Squire v. Squire

This is an action for divorce and custody of an infant child brought by appellant against appellee under our "ninety-day divorce law," commonly so-called, same being act 71, Acts of 1931, p. 201. This act amends 3505, Crawford Moses' Digest, and, among other things, provides that the plaintiff must prove, but need not allege, "a residence in the State for three months next before the final judgment granting a divorce in the action, and a residence for two months next before the commencement of the action." Appellant established her residence in Texarkana, Miller County, Arkansas, on November 4, 1931. On January 9, 1932, she began this action by filing complaint, making affidavit for warning order against appellee, a nonresident, causing same to be published according to law, and having an attorney ad litem appointed, who notified appellee of the pendency of the action and made report thereof. All necessary legal steps to obtain constructive service were taken, and appellee actually appeared and moved to quash the service, at which time he was served with process. On February 12, 1932, the cause was tried on the depositions of witnesses theretofore taken and upon oral testimony before the court, with the result that appellant's complaint was dismissed because the court was of the opinion that it had no jurisdiction of the parties. After reciting the substance of appellant's testimony in regard to her residence in Texarkana, the decree recites: "From the above testimony it is perfectly apparent that the plaintiff had no permanent intention on November 4, 1931, (the date she moved to Texarkana) and has no permanent intention at this time of making Arkansas her permanent home." *Page 513

We think the learned trial court misconstrued the effect of act 71, supra.
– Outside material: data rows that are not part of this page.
//! Booth code clusters: normalization, range expansion and cluster splitting.
//!
//! Every function here is best effort. Tokens that cannot be read as a booth
//! code are dropped instead of reported, since titles are free text that is
//! never validated at entry.

use regex::Regex;
use std::sync::LazyLock;

use crate::model::BoothCode;

/// Largest span a dash range token (`"A12-A27"`) may cover before only its
/// endpoints are kept.
pub const RANGE_TOKEN_MAX_SPAN: u32 = 15;

/// Largest span of the compact `"K25-26"` shortcut. Wider compact ranges go
/// through the general path and fall under [`RANGE_TOKEN_MAX_SPAN`].
pub const COMPACT_RANGE_MAX_SPAN: u32 = 10;

static SINGLE_CODE_RE: LazyLock<Regex> =
    LazyLock::new(|| Regex::new(r"(?i)^([A-Z]*)([0-9]+)$").expect("valid regex"));

static VALID_CODE_RE: LazyLock<Regex> =
    LazyLock::new(|| Regex::new(r"^[A-Z]{0,2}[0-9]{1,3}$").expect("valid regex"));

// "K25,26" / "E1, 2": one section, two numbers.
static COMPACT_PAIR_RE: LazyLock<Regex> =
    LazyLock::new(|| Regex::new(r"^([A-Z]+)([0-9]+),\s*([0-9]+)$").expect("valid regex"));

// "K25-26": one section, a range of numbers.
static COMPACT_RANGE_RE: LazyLock<Regex> =
    LazyLock::new(|| Regex::new(r"^([A-Z]+)([0-9]+)-([0-9]+)$").expect("valid regex"));

fn is_dash(c: char) -> bool {
    matches!(c, '-' | '–' | '—')
}

/// Splits `"a12"` into `("A", 12)`. Numbers that overflow are not codes.
fn split_code(token: &str) -> Option<(String, u32)> {
    let caps = SINGLE_CODE_RE.captures(token)?;
    let number = caps[2].parse::<u32>().ok()?;
    Some((caps[1].to_uppercase(), number))
}

/// Normalizes one token into canonical `<SECTION><NUMBER>` form.
///
/// ```
/// use booth_map::parser::code::normalize;
///
/// assert_eq!(normalize("b007").map(|c| c.to_string()), Some("B7".to_string()));
/// assert_eq!(normalize("A1000"), None);
/// ```
#[must_use]
pub fn normalize(token: &str) -> Option<BoothCode> {
    let (section, number) = split_code(token.trim())?;
    BoothCode::new(&section, number)
}

/// Checks the strict display form: up to two letters and up to three digits.
#[must_use]
pub fn is_valid_booth_code(code: &str) -> bool {
    VALID_CODE_RE.is_match(&code.to_uppercase())
}

/// Expands a two-endpoint range token such as `"A12-14"`, `"A12-A14"` or `"K25–26"`.
///
/// The end endpoint inherits the start section when it has none. Ranges across
/// sections, reversed ranges and ranges wider than [`RANGE_TOKEN_MAX_SPAN`]
/// keep only their endpoints.
#[must_use]
pub fn expand_range(token: &str) -> Vec<BoothCode> {
    let parts: Vec<&str> = token.split(is_dash).map(str::trim).collect();
    let [start_str, end_str] = parts.as_slice() else {
        return normalize(token).into_iter().collect();
    };

    let (Some((start_section, start)), Some((end_section, end))) =
        (split_code(start_str), split_code(end_str))
    else {
        let mut codes = Vec::new();
        let start_code = normalize(start_str);
        let end_code = normalize(end_str);
        if let Some(code) = &start_code {
            codes.push(code.clone());
        }
        if let Some(code) = end_code {
            if start_code.as_ref() != Some(&code) {
                codes.push(code);
            }
        }
        return codes;
    };

    let end_section = if end_section.is_empty() {
        start_section.clone()
    } else {
        end_section
    };

    if start_section == end_section && start <= end && end - start <= RANGE_TOKEN_MAX_SPAN {
        (start..=end)
            .filter_map(|n| BoothCode::new(&start_section, n))
            .collect()
    } else {
        [
            BoothCode::new(&start_section, start),
            BoothCode::new(&end_section, end),
        ]
        .into_iter()
        .flatten()
        .collect()
    }
}

/// Parses a code cluster (`"A1, A2"`, `"G19, 20"`, `"A12-13; B4"`) into a
/// sorted, deduplicated code list.
#[must_use]
pub fn parse_code_cluster(cluster: &str) -> Vec<BoothCode> {
    let trimmed = cluster.trim();

    if let Some(caps) = COMPACT_PAIR_RE.captures(trimmed) {
        let section = &caps[1];
        let codes = [&caps[2], &caps[3]]
            .into_iter()
            .filter_map(|n| n.parse().ok().and_then(|n| BoothCode::new(section, n)))
            .collect();
        return sorted_unique(codes);
    }

    if let Some(caps) = COMPACT_RANGE_RE.captures(trimmed) {
        let section = &caps[1];
        if let (Ok(start), Ok(end)) = (caps[2].parse::<u32>(), caps[3].parse::<u32>()) {
            if start <= end && end - start <= COMPACT_RANGE_MAX_SPAN {
                let codes = (start..=end)
                    .filter_map(|n| BoothCode::new(section, n))
                    .collect();
                return sorted_unique(codes);
            }
        }
    }

    let codes_part = truncate_at_title_dash(trimmed);

    let mut codes: Vec<BoothCode> = Vec::new();
    for part in codes_part.split([',', ';']).map(str::trim) {
        if part.is_empty() {
            continue;
        }

        if part.contains(is_dash) {
            codes.extend(expand_range(part));
            continue;
        }

        // "G19, 20": a bare number continues the section of the previous code.
        if part.bytes().all(|b| b.is_ascii_digit()) {
            let inherited = codes
                .last()
                .filter(|last| !last.section().is_empty())
                .and_then(|last| part.parse().ok().and_then(|n| last.with_number(n)));
            if let Some(code) = inherited {
                codes.push(code);
                continue;
            }
        }

        if let Some(code) = normalize(part) {
            codes.push(code);
        }
    }

    sorted_unique(codes)
}

/// Cuts the cluster before the first dash that is followed by a letter,
/// i.e. where a title word was glued onto the codes (`"G19, 20-Shop"`).
fn truncate_at_title_dash(cluster: &str) -> &str {
    for (idx, c) in cluster.char_indices() {
        if !is_dash(c) {
            continue;
        }
        let rest = &cluster[idx + c.len_utf8()..];
        if rest
            .trim_start()
            .chars()
            .next()
            .is_some_and(|next| next.is_ascii_alphabetic())
        {
            return cluster[..idx].trim();
        }
    }
    cluster
}

fn sorted_unique(mut codes: Vec<BoothCode>) -> Vec<BoothCode> {
    codes.sort();
    codes.dedup();
    codes
}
It does not provide that the plaintiff must, at the time of becoming a resident of this State, or at the time of trial, have a "permanent intention * * * of making Arkansas her permanent home." All that is required in this respect is that proof must be made of a residence in this State of two months before suit is brought, and of three months before final judgment. The statute makes no mention of a permanent intention of making Arkansas a permanent home. Under the old statute, 3505, Crawford Moses' Digest, it was necessary to allege and prove, in addition to a legal cause of divorce, a residence in this State for one year next before commencement of the action. Under this statute this court held in Wood v. Wood, 54 Ark. 172, 15 S.W. 459, that actual and not constructive residence was contemplated. See also Vanness v. Vanness, 128 Ark. 543,194 S.W. 498, and Wood v. Wood, 140 Ark. 361,215 S.W. 681. But it has never been held that the plaintiff must have had a permanent intention to make this State a permanent residence. We have held that absence from the State for a few months on a visit, being temporary, did not interfere with the residence once established. Wood v. Wood, 140 Ark. 361, 215 S.W. 681. The law of divorce is purely statutory, and the General Assembly has enacted the statute under consideration. Whether it be good or bad is not a question for the courts.
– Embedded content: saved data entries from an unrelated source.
//! # Booth Map
//!
//! Booth-code parsing and floor-plan correlation for convention listings.
//!
//! ## Features
//!
//! - Extract booth codes (`A12`, `G13-14`, `E1,2`) from free-text listing titles
//! - Generate the venue booth grid, or read it from a draw.io floor map
//! - Join listings, booth names and stamp rallies onto the floor plan
//! - Export to CSV and JSON, or browse in the terminal
//!
//! ## Example
//!
//! ```no_run
//! use booth_map::correlate::build_floor_plan;
//! use booth_map::layout::LayoutSource;
//! use booth_map::parser::load_listings;
//!
//! let listings = load_listings("events.json").expect("Failed to load");
//! let plan = build_floor_plan(&listings, &LayoutSource::Generated, Default::default(), Vec::new());
//! println!("Occupied: {}", plan.stats().occupied_booths);
//! ```

pub mod correlate;
pub mod error;
pub mod export;
pub mod layout;
pub mod model;
pub mod parser;
pub mod ui;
In this case the undisputed proof is that appellant had been a resident of the State for more than three months before the trial. The statute relative to jurisdiction had been literally complied with, and the court was of the opinion that the evidence was sufficient to establish a cause of divorce. She frankly admitted that she came to this State to obtain a divorce; that she would remain here if she could secure employment to support herself and child. Even though she moved to this State to bring a divorce suit and had the intention of leaving after the divorce was granted, this would not deprive the court of jurisdiction, if she were actually and in good faith a bona fide resident for the period prescribed by the statute. *Page 514

The decree will therefore be reversed, and the cause remanded, with directions to grant a divorce and the custody of the child to appellant.